Fornecedor necessita de reformas, afirma IBP

Mesmo que a diversidade na exploração e produção petrolífera suba nos próximos anos por conta de mudanças estruturais no setor, a cadeia de fornecimento está preparada para atender à nova demanda, garante Jorge Camargo, presidente do IBP. O especialista alerta, contudo, para a urgência das reformas pretendidas no setor para impedir que mais empresas fechem as portas.

Para ele, a retomada de investimentos na indústria de petróleo vai ajudar a recuperar as companhias, que precisaram cortar custos e demitir pessoal para sobreviver em meio à crise. “Daí a importância de se ter urgência para realizar as mudanças”, afirma.

“Grande aliado é a oportunidade de desinvestimento da Petrobras. Ela quer vender fatia em campos maduros, ou em terra, além de realizar parcerias, o que tem muito mais a ver com o perfil de pequenas empresas”, explica. “Esse ambiente [de empresas pequenas, médias e grandes] seria o mais saudável. Precisamos trazer essa variedade.”

Recentemente, Alexandre Lyra, presidente do grupo Vallourec no Brasil, demonstrou otimismo tanto pelos planos de negócios e desinvestimentos da Petrobras como pelas reformas que devem atingir no setor daqui para frente. A perspectiva é que haja crescimento na demanda por seus tubos de aço, largamente usados na produção de petróleo.

Segundo Lyra, as perspectivas são melhores agora também por conta da potencial suavização na exigência de conteúdo local. Se uma empresa puder comprar tubos aqui, por exemplo, e com isso ganhar bônus para poder importar outros materiais em falta no Brasil, o executivo crê que haverá potencial para a venda de seus produtos no âmbito doméstico.

Camargo, do IBP, participou de evento nesta semana realizado pela Câmara de Comércio Noruega-Brasil, no qual esses pontos foram discutidos. Outros executivos presentes ao encontro ressaltaram que são necessários incentivos inclusive à exportação dos fornecedores de petróleo.

Lincoln Guardado, presidente da QGEP, pediu racionalização do programa de conteúdo local. Ele cita um patamar mais próximo de 40%, em vez de 60%, como muito mais factível para o Brasil. “Inclusive nós temos que fazer valer as regras para a exportação”, acrescentou.

A opinião é compartilhada por Pal Eitrheim, presidente da Statoil no Brasil. “Eu sempre me pergunto, por que essas empresas não estão lá fora? Deveriam competir no Golfo do México, no Mar do Norte, em outras regiões”, declarou. “Quando há uma crise como agora, a cadeia fica muito mais vulnerável, porque só tem o mercado interno.”

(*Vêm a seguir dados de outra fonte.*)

//! In-memory document used by the CLI, fixtures and tests.

use std::collections::BTreeMap;

use serde::{Deserialize, Serialize};
use tracing::trace;

use crate::errors::{DomError, SelectorError};
use crate::handle::{BoundingBox, DocumentHandle, MutationRecord, NodeId, StyleRule};
use crate::matcher::{matches_list, ElementTree};
use crate::selector::{self, SelectorList};

/// Declarative element description used to build documents.
#[derive(Clone, Debug, Default, PartialEq, Serialize, Deserialize)]
#[serde(rename_all = "camelCase")]
pub struct ElementSpec {
    pub tag: String,
    #[serde(default, skip_serializing_if = "Option::is_none")]
    pub id: Option<String>,
    #[serde(default, skip_serializing_if = "Vec::is_empty")]
    pub classes: Vec<String>,
    #[serde(default, skip_serializing_if = "BTreeMap::is_empty")]
    pub attributes: BTreeMap<String, String>,
    #[serde(default, skip_serializing_if = "Option::is_none")]
    pub text: Option<String>,
    /// Display the element has when nothing overrides it. Defaults by tag.
    #[serde(default, skip_serializing_if = "Option::is_none")]
    pub display: Option<String>,
    /// Inline `style.display`.
    #[serde(default, skip_serializing_if = "Option::is_none")]
    pub inline_display: Option<String>,
    #[serde(default, skip_serializing_if = "Option::is_none")]
    pub rect: Option<BoundingBox>,
    #[serde(default, skip_serializing_if = "Vec::is_empty")]
    pub children: Vec<ElementSpec>,
}

impl ElementSpec {
    pub fn new(tag: impl Into<String>) -> Self {
        Self {
            tag: tag.into(),
            ..Self::default()
        }
    }

    pub fn id(mut self, id: impl Into<String>) -> Self {
        self.id = Some(id.into());
        self
    }

    pub fn class(mut self, class: impl Into<String>) -> Self {
        self.classes.push(class.into());
        self
    }

    pub fn attr(mut self, name: impl Into<String>, value: impl Into<String>) -> Self {
        self.attributes.insert(name.into(), value.into());
        self
    }

    pub fn text(mut self, text: impl Into<String>) -> Self {
        self.text = Some(text.into());
        self
    }

    pub fn display(mut self, display: impl Into<String>) -> Self {
        self.display = Some(display.into());
        self
    }

    pub fn inline_display(mut self, display: impl Into<String>) -> Self {
        self.inline_display = Some(display.into());
        self
    }

    pub fn rect(mut self, rect: BoundingBox) -> Self {
        self.rect = Some(rect);
        self
    }

    pub fn child(mut self, child: ElementSpec) -> Self {
        self.children.push(child);
        self
    }
}

/// A page loaded from YAML or JSON.
#[derive(Clone, Debug, Default, PartialEq, Serialize, Deserialize)]
pub struct PageFixture {
    pub url: String,
    #[serde(default)]
    pub head: Vec<ElementSpec>,
    #[serde(default)]
    pub body: Vec<ElementSpec>,
}

impl PageFixture {
    pub fn new(url: impl Into<String>) -> Self {
        Self {
            url: url.into(),
            ..Self::default()
        }
    }

    pub fn element(mut self, spec: ElementSpec) -> Self {
        self.body.push(spec);
        self
    }
}

#[derive(Clone, Debug)]
struct ElementData {
    tag: String,
    attributes: Vec<(String, String)>,
    inline_display: Option<String>,
    natural_display: Option<String>,
    rect: BoundingBox,
}

#[derive(Clone, Debug)]
enum NodeKind {
    Element(ElementData),
    Text(String),
}

#[derive(Clone, Debug)]
struct Node {
    kind: NodeKind,
    parent: Option<NodeId>,
    children: Vec<NodeId>,
}

#[derive(Clone, Debug)]
struct StyleSheet {
    id: String,
    owner: NodeId,
    rules: Vec<(StyleRule, SelectorList)>,
}

/// Arena-backed DOM with `<html>`, `<head>` and `<body>`.
///
/// Observation mirrors a `MutationObserver` on `document.body` with
/// `{ childList: true, subtree: true }`: only child-list changes inside the
/// body are recorded, and only while observing.
#[derive(Clone, Debug)]
pub struct SyntheticDocument {
    url: String,
    nodes: Vec<Node>,
    root: NodeId,
    head: NodeId,
    body: NodeId,
    sheets: Vec<StyleSheet>,
    observing: bool,
    records: Vec<MutationRecord>,
}

impl SyntheticDocument {
    pub fn new(url: impl Into<String>) -> Self {
        let mut doc = Self {
            url: url.into(),
            nodes: Vec::new(),
            root: NodeId(0),
            head: NodeId(0),
            body: NodeId(0),
            sheets: Vec::new(),
            observing: false,
            records: Vec::new(),
        };
        let root = doc.alloc_element("html");
        let head = doc.alloc_element("head");
        let body = doc.alloc_element("body");
        doc.attach(root, head);
        doc.attach(root, body);
        doc.root = root;
        doc.head = head;
        doc.body = body;
        doc
    }

    pub fn from_fixture(fixture: &PageFixture) -> Result<Self, DomError> {
        let mut doc = Self::new(fixture.url.clone());
        for spec in &fixture.head {
            doc.append_spec(doc.head, spec)?;
        }
        for spec in &fixture.body {
            doc.append_spec(doc.body, spec)?;
        }
        Ok(doc)
    }

    pub fn head(&self) -> NodeId {
        self.head
    }

    /// Build `spec` as a detached subtree, then insert it under `parent` in one step.
    pub fn append_spec(&mut self, parent: NodeId, spec: &ElementSpec) -> Result<NodeId, DomError> {
        let node = self.build(spec);
        self.append_child(parent, node)?;
        Ok(node)
    }

    pub fn create_text_node(&mut self, text: &str) -> NodeId {
        self.alloc(NodeKind::Text(text.to_string()))
    }

    pub fn set_rect(&mut self, node: NodeId, rect: BoundingBox) {
        if let Some(element) = self.element_mut(node) {
            element.rect = rect;
        }
    }

    pub fn set_natural_display(&mut self, node: NodeId, display: &str) {
        if let Some(element) = self.element_mut(node) {
            element.natural_display = Some(display.to_string());
        }
    }

    /// Every connected element in document order.
    pub fn elements(&self) -> Vec<NodeId> {
        let mut out = Vec::new();
        self.collect_elements(self.root, &mut out);
        out
    }

    /// Indented outline of the body with each element's resolved display.
    pub fn outline(&self) -> String {
        let mut out = String::new();
        self.write_outline(self.body, 0, &mut out);
        out
    }

    fn write_outline(&self, node: NodeId, depth: usize, out: &mut String) {
        let Some(element) = self.element(node) else {
            return;
        };
        let mut label = element.tag.clone();
        if let Some(id) = self.attr(node, "id").filter(|id| !id.is_empty()) {
            label.push('#');
            label.push_str(id);
        }
        for class in self.class_list(node) {
            label.push('.');
            label.push_str(&class);
        }
        out.push_str(&"  ".repeat(depth));
        out.push_str(&label);
        out.push_str(&format!(" [display: {}]\n", self.computed_display(node)));
        for child in self.children(node) {
            self.write_outline(child, depth + 1, out);
        }
    }

    fn build(&mut self, spec: &ElementSpec) -> NodeId {
        let node = self.alloc_element(&spec.tag);
        if let Some(id) = &spec.id {
            self.set_attribute(node, "id", id);
        }
        if !spec.classes.is_empty() {
            self.set_attribute(node, "class", &spec.classes.join(" "));
        }
        for (name, value) in &spec.attributes {
            self.set_attribute(node, name, value);
        }
        if let Some(element) = self.element_mut(node) {
            element.natural_display = spec.display.clone();
            element.inline_display = spec.inline_display.clone();
            element.rect = spec.rect.unwrap_or_default();
        }
        if let Some(text) = &spec.text {
            let text_node = self.create_text_node(text);
            self.attach(node, text_node);
        }
        for child in &spec.children {
            let child_node = self.build(child);
            self.attach(node, child_node);
        }
        node
    }

    fn alloc(&mut self, kind: NodeKind) -> NodeId {
        let id = NodeId(self.nodes.len());
        self.nodes.push(Node {
            kind,
            parent: None,
            children: Vec::new(),
        });
        id
    }

    fn alloc_element(&mut self, tag: &str) -> NodeId {
        self.alloc(NodeKind::Element(ElementData {
            tag: tag.to_ascii_lowercase(),
            attributes: Vec::new(),
            inline_display: None,
            natural_display: None,
            rect: BoundingBox::default(),
        }))
    }

    /// Link a detached node without recording anything.
    fn attach(&mut self, parent: NodeId, child: NodeId) {
        self.nodes[parent.0].children.push(child);
        self.nodes[child.0].parent = Some(parent);
    }

    fn node(&self, id: NodeId) -> Result<&Node, DomError> {
        self.nodes.get(id.0).ok_or(DomError::UnknownNode(id.0))
    }

    fn element(&self, id: NodeId) -> Option<&ElementData> {
        match self.nodes.get(id.0).map(|n| &n.kind) {
            Some(NodeKind::Element(data)) => Some(data),
            _ => None,
        }
    }

    fn element_mut(&mut self, id: NodeId) -> Option<&mut ElementData> {
        match self.nodes.get_mut(id.0).map(|n| &mut n.kind) {
            Some(NodeKind::Element(data)) => Some(data),
            _ => None,
        }
    }

    fn is_inclusive_ancestor(&self, ancestor: NodeId, node: NodeId) -> bool {
        let mut current = Some(node);
        while let Some(id) = current {
            if id == ancestor {
                return true;
            }
            current = self.nodes.get(id.0).and_then(|n| n.parent);
        }
        false
    }

    fn record(&mut self, target: NodeId, added: Vec<NodeId>, removed: Vec<NodeId>) {
        if !self.observing || !self.is_inclusive_ancestor(self.body, target) {
            return;
        }
        trace!(target = target.0, added = added.len(), removed = removed.len(), "mutation recorded");
        self.records.push(MutationRecord {
            target,
            added_nodes: added,
            removed_nodes: removed,
        });
    }

    fn detach(&mut self, node: NodeId) {
        let Some(parent) = self.nodes.get(node.0).and_then(|n| n.parent) else {
            return;
        };
        self.nodes[parent.0].children.retain(|child| *child != node);
        self.nodes[node.0].parent = None;
        self.record(parent, Vec::new(), vec![node]);
    }

    fn collect_elements(&self, node: NodeId, out: &mut Vec<NodeId>) {
        if self.element(node).is_none() {
            return;
        }
        out.push(node);
        for child in &self.nodes[node.0].children {
            self.collect_elements(*child, out);
        }
    }

    fn collect_text(&self, node: NodeId, out: &mut String) {
        let Some(entry) = self.nodes.get(node.0) else {
            return;
        };
        match &entry.kind {
            NodeKind::Text(text) => out.push_str(text),
            NodeKind::Element(_) => {
                for child in &entry.children {
                    self.collect_text(*child, out);
                }
            }
        }
    }

    fn sheet_display(&self, node: NodeId, important: bool) -> Option<String> {
        self.sheets
            .iter()
            .flat_map(|sheet| sheet.rules.iter())
            .filter(|(rule, _)| rule.important == important)
            .filter(|(_, list)| matches_list(self, list, node))
            .last()
            .map(|(rule, _)| rule.display.clone())
    }
}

O Brasil deveria, diz Camargo, se concentrar em pedir conteúdo local das áreas em que tem maior competitividade. Além disso, penalizar quem não conseguir montar seus projetos com a exigência do conteúdo local significa um obstáculo ao investimento, afirma ele, e o melhor seria incentivar quem usar.

“A indústria toda é a favor de se estimular o conteúdo local, mas temos que focar e construir uma cadeia competitiva”, disse. “Com a dimensão do pré-sal, de bilhões de barris recuperáveis, se não levarmos essa indústria a outro patamar, teremos perdido a oportunidade de uma geração.”

A maior expressão dessa vulnerabilidade foi dada no evento pelo diretor da Rolls-Royce Marine na América do Sul, Paulo Rolim. A companhia investiu 100 milhões de libras (US$ 130 milhões) para abrir uma fábrica de “thrusters”, equipamento de propulsão marítima. Inaugurada em fevereiro de 2015, no fim do mesmo mês a unidade recebeu o cancelamento dos pedidos. Em julho deste ano, a fábrica acabou sendo fechada.